Автор книги: Имоджен Робертсон
Жанр:
Исторические детективы
сообщить о нарушении
Текущая страница: 13 (всего у книги 26 страниц)
Все пристально смотрели на документы, пока Грейвс не уверился, что даже на смертном одре сумеет припомнить манеру начертания букв. Молодой человек поглядел на Сьюзан.
– По всей видимости… – Его голос дал трещину, и он тяжело сглотнул, а девочка продолжала глядеть на него широко раскрытыми глазами. – По всей видимости, Сьюзан, Александр всегда хотел, чтобы у тебя была возможность обратиться к семейству Торнли, если ты этого пожелаешь. Сомнений нет. Это ваши истинные имена.

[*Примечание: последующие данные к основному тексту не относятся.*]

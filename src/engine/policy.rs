//! Role- and ownership-scoped access rules.
//!
//! Every lifecycle operation funnels through [`authorize`]; the decision
//! itself is the pure function [`permits`].

use ulid::Ulid;

use crate::model::{Booking, Court, Role, User};

use super::EngineError;

/// Authenticated identity of the caller of an engine operation.
#[derive(Debug, Clone, PartialEq, Eq)]
pub struct Caller {
    pub user_id: Ulid,
    pub role: Role,
    pub email: String,
}

impl From<&User> for Caller {
    fn from(user: &User) -> Self {
        Caller { user_id: user.id, role: user.role, email: user.email.clone() }
    }
}

/// What the caller wants to act on, reduced to the ownership facts the
/// decision needs.
#[derive(Debug, Clone, Copy, PartialEq, Eq)]
pub enum Target {
    Booking { owns_court: bool, is_creator: bool },
    /// The full booking listing.
    AllBookings,
    /// An existing court, or a court about to be created/assigned.
    Court { owns_court: bool },
    /// Directory administration and statistics.
    Administration,
}

impl Target {
    pub fn booking(caller: &Caller, booking: &Booking, court: &Court) -> Self {
        Target::Booking {
            owns_court: court.owner_id == caller.user_id,
            is_creator: booking.user_id == caller.user_id,
        }
    }

    pub fn court(caller: &Caller, owner_id: Ulid) -> Self {
        Target::Court { owns_court: owner_id == caller.user_id }
    }
}

pub fn permits(role: Role, target: Target) -> bool {
    match (role, target) {
        (Role::Admin, _) => true,
        (Role::Owner, Target::Booking { owns_court, .. }) => owns_court,
        (Role::User, Target::Booking { is_creator, .. }) => is_creator,
        (Role::Owner, Target::AllBookings) => true,
        (Role::User, Target::AllBookings) => false,
        (Role::Owner, Target::Court { owns_court }) => owns_court,
        // a USER can never own a court
        (Role::User, Target::Court { .. }) => false,
        (_, Target::Administration) => false,
    }
}

pub fn authorize(caller: &Caller, target: Target) -> Result<(), EngineError> {
    if permits(caller.role, target) {
        return Ok(());
    }
    let reason = match target {
        Target::Booking { .. } => "booking is outside the caller's scope",
        Target::AllBookings => "listing all bookings requires OWNER or ADMIN",
        Target::Court { .. } if caller.role == Role::User => "USER role cannot manage courts",
        Target::Court { .. } => "court is owned by another user",
        Target::Administration => "requires ADMIN",
    };
    Err(EngineError::Forbidden(reason))
}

– Значит, я вовсе не Сьюзан Адамс?
– Ты – дочь своего отца, а он был слишком великодушен, чтобы вместо тебя отказаться от того, от чего отказался сам.
Молодой человек поднял глаза, чувствуя, что на него смотрит мисс Чейз. Она улыбнулась ему и кивнула. Сьюзан внезапно подняла руку и, слабо вскрикнув, прикрыла ею рот.
– Ох! Но мы не должны говорить, мы ничего не должны говорить! Я не думаю, что они хорошие люди! – Глаза девочки наполнились слезами.
Взяв ребенка за руку, мисс Чейз обхватила ее кисть своими ладонями.
– Что такое, Сьюзан? Почему они нехорошие люди?
Сьюзан пугливо поглядела на взрослых, повернув голову сначала к девушке, а затем к Грейвсу.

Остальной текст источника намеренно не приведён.